A similar calculus by the executive branch of the value of the overall national interest at the expense of antitrust enforcement in a specific matter is an exercise that may be political, but rarely immoral or unlawful. Few would be interested in the bringing of an antitrust case that risked starting an armed conflict with a trading partner. A decision not to prosecute the members of the OPEC cartel, or private firms carrying out its bidding, may be political and may be prudent or imprudent, but it is neither immoral nor unlawful on its own.10

For example, one can question the correctness of President Truman’s decision to limit an investigation of middle eastern oil companies to a civil proceeding because of the political needs of the Cold War, or President Reagan’s decision to not bring criminal antitrust charges against various foreign firms in connection with the demise of Laker Airlines because of foreign policy concerns and the diplomatic efforts of the British Prime Minister.11 All are political in any normal sense of the word, but none are corrupt, immoral, or unlawful without more.
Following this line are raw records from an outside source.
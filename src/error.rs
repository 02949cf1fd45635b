//! Error types for wgkern

use crate::dtype::DType;
use thiserror::Error;

/// Result type alias using wgkern's Error
pub type Result<T> = std::result::Result<T, Error>;

/// Errors that can occur while building or running a kernel program
#[derive(Error, Debug)]
pub enum Error {
    /// Unsupported dtype for an operation
    #[error("Unsupported dtype {dtype:?} for operation '{op}'")]
    UnsupportedDType {
        /// The unsupported dtype
        dtype: DType,
        /// The operation name
        op: &'static str,
    },

    /// Operand rank exceeds what the index machinery supports
    #[error("Rank {rank} exceeds the maximum supported rank {max}")]
    RankOverflow {
        /// The offending rank
        rank: usize,
        /// Maximum supported rank
        max: usize,
    },

    /// An element count, offset, or dispatch quantity is out of its representable range
    #[error("Geometry overflow: {what} = {value} is out of range")]
    GeometryOverflow {
        /// Which quantity overflowed
        what: &'static str,
        /// The unrepresentable value
        value: u128,
    },

    /// Shape mismatch in an operation
    #[error("Shape mismatch: expected {expected:?}, got {got:?}")]
    ShapeMismatch {
        /// Expected shape
        expected: Vec<usize>,
        /// Actual shape
        got: Vec<usize>,
    },

    /// Shapes cannot be broadcast together
    #[error("Cannot broadcast shapes {lhs:?} and {rhs:?}")]
    BroadcastError {
        /// Left-hand side shape
        lhs: Vec<usize>,
        /// Right-hand side shape
        rhs: Vec<usize>,
    },

    /// DType mismatch between operands
    #[error("DType mismatch: {lhs:?} vs {rhs:?}")]
    DTypeMismatch {
        /// Left-hand side dtype
        lhs: DType,
        /// Right-hand side dtype
        rhs: DType,
    },

    /// Invalid argument provided to an operation
    #[error("Invalid argument '{arg}': {reason}")]
    InvalidArgument {
        /// The argument name
        arg: &'static str,
        /// Reason for invalidity
        reason: String,
    },

    /// No registered kernel matches the requested operator signature
    #[error("No kernel registered for '{op}' version {version} with dtype {dtype:?}")]
    KernelNotFound {
        /// Operator name
        op: String,
        /// Requested opset version
        version: u32,
        /// Requested element type
        dtype: DType,
    },

    /// The execution adapter failed to compile or run a program
    #[error("Execution failed: {0}")]
    Execution(#[source] Box<dyn std::error::Error + Send + Sync + 'static>),
}

impl Error {
    /// Create a shape mismatch error
    pub fn shape_mismatch(expected: &[usize], got: &[usize]) -> Self {
        Self::ShapeMismatch {
            expected: expected.to_vec(),
            got: got.to_vec(),
        }
    }

    /// Create a broadcast error
    pub fn broadcast(lhs: &[usize], rhs: &[usize]) -> Self {
        Self::BroadcastError {
            lhs: lhs.to_vec(),
            rhs: rhs.to_vec(),
        }
    }

    /// Create an unsupported dtype error
    pub fn unsupported_dtype(dtype: DType, op: &'static str) -> Self {
        Self::UnsupportedDType { dtype, op }
    }

    /// Create a geometry overflow error
    pub fn geometry_overflow(what: &'static str, value: impl Into<u128>) -> Self {
        Self::GeometryOverflow {
            what,
            value: value.into(),
        }
    }

    /// Wrap an adapter failure without altering it
    pub fn execution<E>(err: E) -> Self
    where
        E: std::error::Error + Send + Sync + 'static,
    {
        Self::Execution(Box::new(err))
    }
}

#[cfg(test)]
mod tests {
    use super::*;

    #[test]
    fn test_error_messages() {
        let err = Error::unsupported_dtype(DType::String, "Add");
        assert_eq!(
            err.to_string(),
            "Unsupported dtype String for operation 'Add'"
        );

        let err = Error::RankOverflow { rank: 9, max: 8 };
        assert!(err.to_string().contains("Rank 9"));

        let err = Error::geometry_overflow("packed_count", u64::MAX);
        assert!(err.to_string().contains("packed_count"));
    }

    #[test]
    fn test_execution_keeps_source() {
        use std::error::Error as _;

        let io = std::io::Error::other("device lost");
        let err = Error::execution(io);
        let source = err.source().expect("execution error carries its source");
        assert_eq!(source.to_string(), "device lost");
    }
}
B. Bias, Animus, and Prosecutorial Discretion in Antitrust

The harder question is what to do when a public competition agency brings a non-frivolous antitrust investigation or case to punish a perceive political opponent or refrains from bringing a non-frivolous, but risky, case against a perceived political supporter. As outlined above, these are not hypothetical questions or thought experiments. Press reports abound that then-Candidate Trump and President Trump expressed his opposition to the proposed AT&T-Time Warner merger as well as his dislike for the coverage he received from Time Warner’s CNN news network.12 Subsequently, the Antitrust Division unsuccessfully challenged that merger in the courts using valid, but unusual, theories that the Division had rarely used to seek to block a merger outright.13

Similarly, both Candidate Trump and President Trump expressed concern over the power of Amazon (and other tech companies) and his dislike for Jeff Bezos the founder of Amazon and the owner of the Washington Post, a frequent critic of Trump.14 As of June 2020, Amazon remains under antitrust investigation by the Federal Trade Commission.15 Separate reports indicated that the Attorney General and his deputy were personally directing and pushing an investigation into Google, which is reportedly entering its final phase.16

This is a particular concern for public rather than private enforcement. The public antitrust agencies in the United States have powers and resources far in excess of private litigants in civil litigation. Only the U.S. Department of Justice (through the Antitrust Division or its other Divisions) can empanel a grand jury or use the resources of the FBI, IRS, and other law enforcement agencies to investigate a potential criminal case. Only the government can compel testimony before the grand jury through the granting of immunity, or grant amnesty or leniency to a business entity and its employees. Only the government can issue a criminal information or seek an indictment from a grand jury. Only the government can arrest a defendant and compel them to stand trial which could result in lengthy imprisonment for individuals and substantial fines for business entities and individuals.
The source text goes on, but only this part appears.